Seemingly infinite branching futures lay before us, most of them bad-shaped. Will the pandemic and wildfires leave us in withered, blasted ruins? Will the new Supreme Court finally transform us into a full-blown theocracy? Will voter suppression continue unabated until election day? Will the militias show up? Will the election — I’ll just stop it there.

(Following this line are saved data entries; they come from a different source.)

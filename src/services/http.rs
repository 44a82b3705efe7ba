use crate::config::ApiConfig;
use crate::models::{envelope::Payload, error::AppError};
use crate::services::{
    clock::{Clock, SystemClock},
    rate_limit::RateLimiter,
    retry::{RetryPolicy, retry_with_backoff},
    session::Session,
    transport::{ApiRequest, Method, MultipartForm, RawResponse, RequestBody, ReqwestTransport, Transport},
};
use reqwest::Url;
use serde::Serialize;
use std::sync::Arc;

/// A request relative to the API root, before pacing and retry are applied.
#[derive(Debug, Clone, PartialEq)]
pub struct Request {
    method: Method,
    segments: Vec<String>,
    query: Vec<(String, String)>,
    body: RequestBody,
    retry: Option<RetryPolicy>,
}

impl Request {
    /// `path` is split on `/`; every piece is percent-encoded on its own.
    pub fn new(method: Method, path: &str) -> Self {
        Self {
            method,
            segments: path
                .split('/')
                .filter(|segment| !segment.is_empty())
                .map(str::to_string)
                .collect(),
            query: Vec::new(),
            body: RequestBody::Empty,
            retry: None,
        }
    }

    pub fn get(path: &str) -> Self {
        Self::new(Method::Get, path)
    }

    pub fn post(path: &str) -> Self {
        Self::new(Method::Post, path)
    }

    pub fn put(path: &str) -> Self {
        Self::new(Method::Put, path)
    }

    pub fn delete(path: &str) -> Self {
        Self::new(Method::Delete, path)
    }

    /// Appends one path segment verbatim, `/` included (e.g. a file name).
    pub fn segment(mut self, segment: impl Into<String>) -> Self {
        self.segments.push(segment.into());
        self
    }

    pub fn query(mut self, key: impl Into<String>, value: impl Into<String>) -> Self {
        self.query.push((key.into(), value.into()));
        self
    }

    pub fn query_pairs<I>(mut self, pairs: I) -> Self
    where
        I: IntoIterator<Item = (String, String)>,
    {
        self.query.extend(pairs);
        self
    }

    pub fn json<B: Serialize + ?Sized>(mut self, body: &B) -> Result<Self, AppError> {
        self.body = RequestBody::Json(serde_json::to_value(body)?);
        Ok(self)
    }

    pub fn multipart(mut self, form: MultipartForm) -> Self {
        self.body = RequestBody::Multipart(form);
        self
    }

    /// Overrides the client's retry policy for this request only.
    pub fn retry(mut self, policy: RetryPolicy) -> Self {
        self.retry = Some(policy);
        self
    }

    pub fn method(&self) -> Method {
        self.method
    }

    /// Builds the absolute request against `base`.
    pub fn resolve(&self, base: &Url) -> Result<ApiRequest, AppError> {
        let mut url = base.clone();
        url.path_segments_mut()
            .map_err(|()| AppError::ConfigError(format!("API URL '{base}' cannot be a base")))?
            .pop_if_empty()
            .extend(self.segments.iter().map(String::as_str));

        if !self.query.is_empty() {
            url.query_pairs_mut().extend_pairs(
                self.query
                    .iter()
                    .map(|(key, value)| (key.as_str(), value.as_str())),
            );
        }

        Ok(ApiRequest {
            method: self.method,
            url: url.into(),
            body: self.body.clone(),
        })
    }
}

// HTTP CLIENT
/// Paced, retrying client for the portal API. Every domain service goes
/// through one shared instance.
pub struct HttpClient {
    config: ApiConfig,
    transport: Arc<dyn Transport>,
    clock: Arc<dyn Clock>,
    limiter: RateLimiter,
    session: Session,
}

impl HttpClient {
    /// Creates a client backed by `reqwest`, the system clock and the
    /// platform's default session.
    pub fn new(config: ApiConfig) -> Result<Self, AppError> {
        let transport = Arc::new(ReqwestTransport::new(&config)?);
        Ok(Self::with_parts(
            config,
            transport,
            Arc::new(SystemClock),
            Session::default(),
        ))
    }

    pub fn with_parts(
        config: ApiConfig,
        transport: Arc<dyn Transport>,
        clock: Arc<dyn Clock>,
        session: Session,
    ) -> Self {
        let limiter = RateLimiter::new(Arc::clone(&clock), config.min_request_delay_ms());
        Self {
            config,
            transport,
            clock,
            limiter,
            session,
        }
    }

    pub fn config(&self) -> &ApiConfig {
        &self.config
    }

    pub fn session(&self) -> &Session {
        &self.session
    }

    pub fn limiter(&self) -> &RateLimiter {
        &self.limiter
    }

    pub async fn get(&self, path: &str, query: &[(String, String)]) -> Result<Payload, AppError> {
        self.send(Request::get(path).query_pairs(query.iter().cloned()))
            .await
    }

    pub async fn post<B: Serialize + ?Sized>(&self, path: &str, body: &B) -> Result<Payload, AppError> {
        self.send(Request::post(path).json(body)?).await
    }

    pub async fn put<B: Serialize + ?Sized>(&self, path: &str, body: &B) -> Result<Payload, AppError> {
        self.send(Request::put(path).json(body)?).await
    }

    pub async fn delete(&self, path: &str) -> Result<Payload, AppError> {
        self.send(Request::delete(path)).await
    }

    /// Sends `request` and parses the JSON body of the 2xx response.
    pub async fn send(&self, request: Request) -> Result<Payload, AppError> {
        let response = self.execute(request).await?;
        Payload::from_bytes(&response.body)
    }

    /// Sends `request` and returns the raw body of the 2xx response.
    pub async fn send_bytes(&self, request: Request) -> Result<Vec<u8>, AppError> {
        Ok(self.execute(request).await?.body)
    }

    async fn execute(&self, request: Request) -> Result<RawResponse, AppError> {
        let policy = request.retry.unwrap_or_else(|| self.config.retry_policy());
        let api_request = request.resolve(self.config.base_url())?;

        let result = retry_with_backoff(
            || self.exchange(&api_request),
            policy,
            &self.limiter,
            self.clock.as_ref(),
        )
        .await;

        if let Err(AppError::AuthError(_)) = &result {
            self.session.invalidate();
        }
        result
    }

    /// One attempt: transport call plus status classification.
    async fn exchange(&self, request: &ApiRequest) -> Result<RawResponse, AppError> {
        tracing::debug!(method = %request.method, url = %request.url, "API request");

        let response = self.transport.send(request).await.inspect_err(|e| {
            tracing::error!(method = %request.method, url = %request.url, error = %e, "Request failed");
        })?;

        if response.is_success() {
            return Ok(response);
        }

        let error = error_for_status(&response);
        match &error {
            AppError::RateLimited { retry_after_secs } => tracing::warn!(
                url = %request.url,
                retry_after_secs = ?retry_after_secs,
                "Too many requests"
            ),
            AppError::AuthError(_) => tracing::warn!(url = %request.url, "Unauthorized"),
            AppError::Forbidden(_) => tracing::warn!(url = %request.url, "Insufficient permissions"),
            AppError::NotFound(_) => tracing::warn!(url = %request.url, "Resource not found"),
            other => tracing::error!(url = %request.url, error = %other, "API error"),
        }
        Err(error)
    }
}

impl std::fmt::Debug for HttpClient {
    fn fmt(&self, f: &mut std::fmt::Formatter<'_>) -> std::fmt::Result {
        f.debug_struct("HttpClient")
            .field("config", &self.config)
            .field("limiter", &self.limiter)
            .finish_non_exhaustive()
    }
}

/// Creates an error based on HTTP status code.
fn error_for_status(response: &RawResponse) -> AppError {
    let message = Payload::from_bytes(&response.body)
        .ok()
        .and_then(|payload| payload.message())
        .filter(|message| !message.trim().is_empty());

    match response.status {
        429 => AppError::RateLimited {
            retry_after_secs: response.retry_after_secs,
        },
        401 => AppError::AuthError(message),
        403 => AppError::Forbidden(message),
        404 => AppError::NotFound(message),
        status @ 400..=499 => AppError::ClientError { status, message },
        status => AppError::ServerError { status, message },
    }
}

Who knows! About any of it! Now is a moment in which everything seems possible, especially crippling anxiety. But while we all wait with bated breath for our hoped-for outcomes, perhaps we can take some solace in considering a few of those infinite futures. In incomprehensible times, I’ve found good speculative fiction can do wonders.

So, in honor of the mess that is sure to be election week, when the only thing that’s certain is uncertainty is certain to come, let’s take a look at some of the most informative, soul-satisfying fiction we’ve published here at OneZero this year. Starting with the almost-too-on-the-nose “Anxiety Is the Dizziness of Freedom” by the master, Ted Chiang. A story about alternate timelines and time spent worrying about how we might change our own, there is simply no better story to read to nourish a fretful soul this week.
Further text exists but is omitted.